Interest rates may increase in the future, whether because of inflation, increased yields on U.S. Treasury obligations or otherwise. In such cases, the interest rate on our five-year $175.0 million term loan with Anadarko, which after December 2010 will be calculated at a floating rate equal to three-month LIBOR plus 150 basis points, would increase. If interest rates rise, our future financing costs could increase accordingly. In addition, as is true with other MLPs (the common units of which are often viewed by investors as yield-oriented securities), our unit price is impacted by our level of cash distributions and implied distribution yield. The distribution yield is often used by investors to compare and rank yield-oriented securities for investment decision-making purposes. Therefore, changes in interest rates, either positive or negative, may affect the yield requirements of investors who invest in our units, and a rising interest rate environment could have an adverse impact on our unit price, our ability to issue equity or incur debt for acquisitions or other purposes and our ability to make cash distributions at our intended levels.
RISKS INHERENT IN AN INVESTMENT IN US
Anadarko owns and controls our general partner, which has sole responsibility for conducting our business and managing our operations. Anadarko and our general partner have conflicts of interest with, and may favor Anadarko’s interests to the detriment of our unitholders.

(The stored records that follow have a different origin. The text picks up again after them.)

//! Standalone worker process: opens a job database on disk and runs
//! a poll-claim-execute loop until told to stop.

use clap::Parser;
use epochstore_backends::HeedBackend;
use epochstore_jobs::{JobManager, Worker};
use std::{path::PathBuf, sync::Arc, time::Duration};

#[derive(Parser, Debug)]
#[command(about = "Claims and executes jobs from an epochstore job database")]
struct Args {
    /// Directory holding the job database's LMDB environments.
    #[arg(long)]
    db_path: PathBuf,

    /// How long to sleep between empty polls, in milliseconds.
    #[arg(long, default_value_t = 200)]
    polling_interval_ms: u64,
}

fn main() -> anyhow::Result<()> {
    tracing_subscriber::fmt::init();
    let args = Args::parse();

    let backend = Arc::new(HeedBackend::open(&args.db_path)?);
    let jobs = JobManager::open(backend);
    let worker = Worker::new(jobs, Duration::from_millis(args.polling_interval_ms));

    worker.run();
    Ok(())
}
//! `Job`: a leaf unit of work persisted as a `Record` (func, args,
//! kwargs, out, err, state, parent) plus the process-wide registry
//! that resolves a `func` identifier back to Rust code.

use epochstore::{ManagerError, Record, RecordBuilder, RecordType, Value};
use parking_lot::RwLock;
use std::{
    collections::HashMap,
    sync::{Arc, OnceLock},
    thread,
    time::Duration,
};

pub const JOB_KIND: &str = "Job";

pub(crate) const JOB_FIELDS: &[&str] =
    &["func", "args", "kwargs", "out", "err", "state", "parent"];

/// A registered job body: takes positional and keyword arguments,
/// returns the job's `out` value or a failure message for `err`.
pub type JobFn = dyn Fn(&[Value], &[(String, Value)]) -> Result<Value, String> + Send + Sync;

type Registry = RwLock<HashMap<String, Arc<JobFn>>>;

fn registry() -> &'static Registry {
    static REGISTRY: OnceLock<Registry> = OnceLock::new();
    REGISTRY.get_or_init(|| RwLock::new(HashMap::new()))
}

/// Make `name` resolvable as a `Job`'s `func`. Workers in any process
/// that calls this with the same name before running can execute jobs
/// created with it — the registration itself is never persisted.
pub fn register_fn(
    name: impl Into<String>,
    f: impl Fn(&[Value], &[(String, Value)]) -> Result<Value, String> + Send + Sync + 'static,
) {
    registry().write().insert(name.into(), Arc::new(f));
}

pub(crate) fn resolve_fn(name: &str) -> Option<Arc<JobFn>> {
    registry().read().get(name).cloned()
}

pub(crate) fn call_registered(
    name: &str,
    args: &[Value],
    kwargs: &[(String, Value)],
) -> Result<Value, String> {
    match resolve_fn(name) {
        Some(f) => f(args, kwargs),
        None => Err(format!("no job function registered under {name:?}")),
    }
}

pub(crate) fn seq_args(value: Value) -> Vec<Value> {
    match value {
        Value::Seq(items) => items,
        _ => Vec::new(),
    }
}

pub(crate) fn map_kwargs(value: Value) -> Vec<(String, Value)> {
    match value {
        Value::Map(pairs) => pairs
            .into_iter()
            .filter_map(|(k, v)| k.as_str().map(|s| (s.to_owned(), v)))
            .collect(),
        _ => Vec::new(),
    }
}

pub(crate) fn kwargs_value(kwargs: Vec<(String, Value)>) -> Value {
    Value::Map(
        kwargs
            .into_iter()
            .map(|(k, v)| (Value::Str(k), v))
            .collect(),
    )
}

/// A job's lifecycle (spec.md §4.6): `New` jobs aren't yet schedulable;
/// `JobManager::bind` moves a job to `Pending`; a worker claims it into
/// `Running`; it settles into `Done`, `Error`, or (generator jobs only)
/// `Waiting` on its children.
#[derive(Clone, Copy, Debug, PartialEq, Eq)]
pub enum JobState {
    New,
    Pending,
    Running,
    Waiting,
    Done,
    Error,
}

impl JobState {
    pub(crate) fn as_str(self) -> &'static str {
        match self {
            JobState::New => "NEW",
            JobState::Pending => "PENDING",
            JobState::Running => "RUNNING",
            JobState::Waiting => "WAITING",
            JobState::Done => "DONE",
            JobState::Error => "ERROR",
        }
    }

    pub(crate) fn parse(s: &str) -> Option<JobState> {
        Some(match s {
            "NEW" => JobState::New,
            "PENDING" => JobState::Pending,
            "RUNNING" => JobState::Running,
            "WAITING" => JobState::Waiting,
            "DONE" => JobState::Done,
            "ERROR" => JobState::Error,
            _ => return None,
        })
    }

    pub fn is_terminal(self) -> bool {
        matches!(self, JobState::Done | JobState::Error)
    }
}

impl From<JobState> for Value {
    fn from(s: JobState) -> Value {
        Value::Str(s.as_str().to_owned())
    }
}

/// A wrapped `Record` that knows it's a job: which fields are
/// persisted and how to read its state machine.
#[derive(Clone)]
pub struct Job(pub(crate) Record);

impl Job {
    /// Build a fresh, unbound job in state `NEW`.
    pub fn new(func: impl Into<String>, args: Vec<Value>, kwargs: Vec<(String, Value)>) -> Job {
        let record = RecordBuilder::new(JOB_KIND)
            .field("func", Value::Str(func.into()))
            .field("args", Value::Seq(args))
            .field("kwargs", kwargs_value(kwargs))
            .field("out", Value::Null)
            .field("err", Value::Null)
            .field("state", JobState::New)
            .field("parent", Value::Null)
            .build();
        Job(record)
    }

    /// Wrap a `Record` known to hold `Job`'s fields (one freshly
    /// rehydrated by the manager, or resolved out of another record's
    /// field), registering its schema so reads and writes route
    /// through the manager.
    pub fn from_record(record: Record) -> Job {
        record.declare_store_fields(JOB_FIELDS.iter().copied());
        Job(record)
    }

    pub fn record(&self) -> &Record {
        &self.0
    }

    pub fn gid(&self) -> epochstore::Gid {
        self.0.gid()
    }

    pub fn kind(&self) -> &RecordType {
        self.0.kind()
    }

    pub fn func(&self) -> String {
        self.0
            .get("func")
            .ok()
            .and_then(|v| v.as_str().map(str::to_owned))
            .unwrap_or_default()
    }

    pub fn args(&self) -> Vec<Value> {
        seq_args(self.0.get("args").unwrap_or(Value::Null))
    }

    pub fn kwargs(&self) -> Vec<(String, Value)> {
        map_kwargs(self.0.get("kwargs").unwrap_or(Value::Null))
    }

    pub fn out(&self) -> Value {
        self.0.get("out").unwrap_or(Value::Null)
    }

    pub fn err(&self) -> Value {
        self.0.get("err").unwrap_or(Value::Null)
    }

    /// Fresh read of the job's state. When the record is bound, this
    /// always goes through the manager — never a stale in-memory copy
    /// left over from before another worker moved the job along.
    pub fn state(&self) -> JobState {
        self.0
            .get("state")
            .ok()
            .and_then(|v| v.as_str().and_then(JobState::parse))
            .unwrap_or(JobState::New)
    }

    pub(crate) fn set_state(&self, state: JobState) -> Result<(), ManagerError> {
        self.0.set("state", state.into())
    }

    /// Transition out of `NEW` into `PENDING`, the precondition
    /// `JobManager::bind` and generator scheduling both enforce before
    /// a job becomes claimable.
    pub(crate) fn schedule(&self) -> Result<(), ManagerError> {
        self.set_state(JobState::Pending)
    }

    pub fn parent(&self) -> Option<crate::generator::GeneratorJob> {
        self.0
            .get("parent")
            .ok()
            .and_then(|v| v.as_record().cloned())
            .map(|r| crate::generator::GeneratorJob::from_record(r))
    }

    pub(crate) fn set_parent(
        &self,
        parent: &crate::generator::GeneratorJob,
    ) -> Result<(), ManagerError> {
        self.0.set("parent", Value::from(parent.record().clone()))
    }

    /// Run this job's function and record the outcome, then notify a
    /// waiting parent generator, if any (spec.md §4.6: leaf execution).
    pub fn execute(&self) {
        self.set_state(JobState::Running).ok();
        let func = self.func();
        let args = self.args();
        let kwargs = self.kwargs();
        match call_registered(&func, &args, &kwargs) {
            Ok(out) => {
                self.0.set("out", out).ok();
                self.set_state(JobState::Done).ok();
            }
            Err(message) => {
                self.0.set("err", Value::Str(message)).ok();
                self.set_state(JobState::Error).ok();
            }
        }
        if let Some(parent) = self.parent() {
            parent.notify(self);
        }
    }

    /// Block the calling thread until the job settles into `Done` or
    /// `Error`, polling its persisted state.
    pub fn join(&self, poll_interval: Duration) -> JobState {
        loop {
            let state = self.state();
            if state.is_terminal() {
                return state;
            }
            thread::sleep(poll_interval);
        }
    }
}

impl std::fmt::Debug for Job {
    fn fmt(&self, f: &mut std::fmt::Formatter<'_>) -> std::fmt::Result {
        f.debug_struct("Job")
            .field("gid", &self.gid())
            .field("func", &self.func())
            .field("state", &self.state())
            .finish()
    }
}

#[cfg(test)]
mod tests {
    use super::*;
    use epochstore::DataManager;
    use epochstore_backends::memory::MemoryBackend;
    use std::sync::Arc;

    fn manager() -> DataManager {
        DataManager::open(Arc::new(MemoryBackend::new()))
    }

    #[test]
    fn unbound_job_executes_registered_function_in_process() {
        register_fn("jobs::tests::add", |args, _| {
            let a = args[0].as_int().unwrap();
            let b = args[1].as_int().unwrap();
            Ok(Value::Int(a + b))
        });
        let job = Job::new("jobs::tests::add", vec![Value::Int(2), Value::Int(3)], vec![]);
        job.execute();
        assert_eq!(job.state(), JobState::Done);
        assert_eq!(job.out(), Value::Int(5));
    }

    #[test]
    fn unregistered_func_settles_into_error() {
        let job = Job::new("jobs::tests::does_not_exist", vec![], vec![]);
        job.execute();
        assert_eq!(job.state(), JobState::Error);
        assert!(matches!(job.err(), Value::Str(_)));
    }

    #[test]
    fn bound_job_state_reads_are_fresh_from_the_manager() {
        register_fn("jobs::tests::noop", |_, _| Ok(Value::Null));
        let m = manager();
        let job = Job::new("jobs::tests::noop", vec![], vec![]);
        m.bind(job.record()).unwrap();

        let other_handle = Job::from_record(m.rehydrate(job.gid(), RecordType::new(JOB_KIND)));
        job.execute();
        assert_eq!(other_handle.state(), JobState::Done);
    }
}
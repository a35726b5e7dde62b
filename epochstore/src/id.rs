//! Time-ordered 16-byte record identifiers.

use std::{
    convert::TryFrom,
    fmt,
    str::FromStr,
    sync::atomic::{AtomicU64, Ordering},
    time::{SystemTime, UNIX_EPOCH},
};

pub use hex::FromHexError;
use serde::{Deserialize, Serialize};

static LAST_MILLIS: AtomicU64 = AtomicU64::new(0);

/// 128-bit, lexicographically time-ordered identifier for a record.
///
/// The first 6 bytes are a millisecond Unix timestamp (big-endian),
/// the remaining 10 bytes are random. Two `Gid`s minted in the same
/// process within the same millisecond still sort correctly relative
/// to each other: the process-wide millisecond counter is bumped by
/// one whenever it would otherwise repeat, rather than relying on a
/// random tie-break.
#[derive(Default, Clone, Copy, Hash, PartialEq, Eq, PartialOrd, Ord, Serialize, Deserialize)]
pub struct Gid([u8; 16]);

impl Gid {
    /// Mint a fresh, time-ordered identifier.
    pub fn new() -> Gid {
        let millis = next_millis();
        let mut bytes = [0u8; 16];
        bytes[..6].copy_from_slice(&millis.to_be_bytes()[2..]);
        getrandom::getrandom(&mut bytes[6..]).expect("system RNG unavailable");
        Gid(bytes)
    }

    pub fn from_bytes(bytes: impl AsRef<[u8]>) -> Gid {
        let mut id = Gid::default();
        id.0.copy_from_slice(bytes.as_ref());
        id
    }
}

/// Wall-clock millisecond, bumped past its previous value if time
/// hasn't visibly advanced since the last call (clock granularity or
/// back-to-back allocation within the same tick).
fn next_millis() -> u64 {
    let wall_clock = SystemTime::now()
        .duration_since(UNIX_EPOCH)
        .expect("system clock before epoch")
        .as_millis() as u64;

    let mut stamped = 0;
    LAST_MILLIS
        .fetch_update(Ordering::Relaxed, Ordering::Relaxed, |last| {
            stamped = wall_clock.max(last + 1);
            Some(stamped)
        })
        .unwrap();
    stamped
}

impl AsRef<[u8]> for Gid {
    #[inline]
    fn as_ref(&self) -> &[u8] {
        &self.0
    }
}

impl TryFrom<&str> for Gid {
    type Error = FromHexError;

    fn try_from(value: &str) -> Result<Self, Self::Error> {
        hex::decode(value).map(Gid::from_bytes)
    }
}

impl FromStr for Gid {
    type Err = FromHexError;

    fn from_str(s: &str) -> Result<Self, Self::Err> {
        Gid::try_from(s)
    }
}

impl fmt::Display for Gid {
    fn fmt(&self, f: &mut fmt::Formatter<'_>) -> fmt::Result {
        write!(f, "{}", hex::encode(self.0))
    }
}

impl fmt::Debug for Gid {
    fn fmt(&self, f: &mut fmt::Formatter<'_>) -> fmt::Result {
        write!(f, "{}", self)
    }
}

#[cfg(test)]
mod tests {
    use super::*;

    #[test]
    fn round_trips_through_hex() {
        let id = Gid::new();
        let text = id.to_string();
        let parsed = Gid::try_from(text.as_str()).unwrap();
        assert_eq!(id, parsed);
    }

    #[test]
    fn is_monotonic_for_rapid_allocation() {
        let mut prev = Gid::new();
        for _ in 0..1000 {
            let next = Gid::new();
            assert!(next > prev, "{:?} should sort after {:?}", next, prev);
            prev = next;
        }
    }

    #[test]
    fn byte_equality_is_value_equality() {
        let id = Gid::new();
        let copy = Gid::from_bytes(id.as_ref());
        assert_eq!(id, copy);
    }
}
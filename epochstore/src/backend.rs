//! The storage contract a `DataManager` is generic over (spec.md
//! §4.2). Concrete backends live in the `epochstore-backends` crate so
//! that this crate never pulls in a KV engine directly.

use std::fmt;
use thiserror::Error;

/// The three keyspaces a backend partitions its data into.
#[derive(Clone, Copy, Debug, PartialEq, Eq, Hash)]
pub enum Namespace {
    /// gid -> RecordType name, one entry per known record.
    Index,
    /// (gid || field name) -> encoded field value.
    Trait,
    /// advisory lock key -> secret.
    Lock,
}

#[derive(Error, Debug)]
pub enum KvError {
    #[error("backend I/O error: {0}")]
    Io(String),
    #[error("value too large for a single entry ({size} bytes)")]
    TooLarge { size: usize },
    #[error("backend is read-only")]
    ReadOnly,
}

/// What actually happened when releasing an advisory lock, so callers
/// can tell a clean release from the two failure modes spec.md §4.3
/// names rather than have them silently swallowed.
#[derive(Clone, Copy, Debug, PartialEq, Eq)]
pub enum UnlockOutcome {
    Released,
    AlreadyFree,
    Mismatch,
}

/// One key/value write, scoped to a namespace.
pub struct Put {
    pub namespace: Namespace,
    pub key: Vec<u8>,
    pub value: Vec<u8>,
}

impl Put {
    pub fn new(namespace: Namespace, key: impl Into<Vec<u8>>, value: impl Into<Vec<u8>>) -> Self {
        Put {
            namespace,
            key: key.into(),
            value: value.into(),
        }
    }
}

/// The KV contract spec.md §4.2 names. Implementations own their own
/// growth/retry policy internally; none of that is visible here.
pub trait Backend: Send + Sync {
    fn get(&self, namespace: Namespace, key: &[u8]) -> Result<Option<Vec<u8>>, KvError>;

    /// Apply a batch of writes atomically.
    fn put_many(&self, puts: Vec<Put>) -> Result<(), KvError>;

    /// Remove a record's entire on-disk footprint in one transaction:
    /// every `Trait` entry keyed by `prefix || fieldname`, plus the
    /// `Index` entry keyed by `prefix` itself (spec.md §4.2's
    /// `delete_prefix`, which spans both namespaces by design since
    /// unbinding a record must be all-or-nothing).
    fn delete_prefix(&self, prefix: &[u8]) -> Result<(), KvError>;

    /// Iterate a namespace in key order.
    fn iter(&self, namespace: Namespace) -> Result<Box<dyn Iterator<Item = (Vec<u8>, Vec<u8>)>>, KvError>;

    /// Attempt to take the advisory lock at `key`, storing `secret` if
    /// acquired (or if `secret` already owns it — reentrant). Returns
    /// whether the lock is now held by `secret`.
    fn lock_try(&self, key: &[u8], secret: &[u8]) -> Result<bool, KvError>;

    /// Release the advisory lock at `key`. Distinguishes an actual
    /// release from finding the key already free or held by a
    /// different secret (spec.md §4.3) instead of treating both as a
    /// no-op success.
    fn unlock(&self, key: &[u8], secret: &[u8]) -> Result<UnlockOutcome, KvError>;
}

impl fmt::Debug for dyn Backend {
    fn fmt(&self, f: &mut fmt::Formatter<'_>) -> fmt::Result {
        write!(f, "<dyn Backend>")
    }
}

Anadarko owns and controls our general partner and has the power to appoint all of the officers and directors of our general partner, some of whom are also officers of Anadarko. Although our general partner has a fiduciary duty to manage us in a manner that is beneficial to us and our unitholders, the directors and officers of our general partner have a fiduciary duty to manage our general partner in a manner that is beneficial to its owner, Anadarko. Conflicts of interest may arise between Anadarko and our general partner, on the one hand, and us and our unitholders, on the other hand. In resolving these conflicts of interest, our general partner may favor its own interests and the interests of Anadarko over our interests and the interests of our unitholders. These conflicts include the following situations, among others:
    Neither our partnership agreement nor any other agreement requires Anadarko to pursue a business strategy that favors us.
 
    Anadarko is not limited in its ability to compete with us and may offer business opportunities or sell midstream assets to parties other than us.
 
    Our general partner is allowed to take into account the interests of parties other than us, such as Anadarko, in resolving conflicts of interest.
 
    The officers of our general partner will also devote significant time to the business of Anadarko and will be compensated by Anadarko accordingly.
 
    Our partnership agreement limits the liability of and reduces the fiduciary duties owed by our general partner, and also restricts the remedies available to our unitholders for actions that, without the limitations, might constitute breaches of fiduciary duty.
 
    Except in limited circumstances, our general partner has the power and authority to conduct our business without unitholder approval.
 
    Our general partner determines the amount and timing of asset purchases and sales, borrowings, issuance of additional partnership securities and the creation, reduction or increase of reserves, each of which can affect the amount of cash that is distributed to our unitholders.
 
    Our general partner determines the amount and timing of any capital expenditures and whether a capital expenditure is classified as a maintenance capital expenditure, which reduces operating surplus, or an expansion capital expenditure, which does not reduce operating surplus. This determination can affect the amount of cash that is distributed to our unitholders and to our general partner and the ability of the subordinated units to convert to common units.
 
    Our general partner determines which costs incurred by it are reimbursable by us.
 
    Our general partner may cause us to borrow funds in order to permit the payment of cash distributions, even if the purpose or effect of the borrowing is to make a distribution on the subordinated units, to make incentive distributions or to accelerate the expiration of the subordination period.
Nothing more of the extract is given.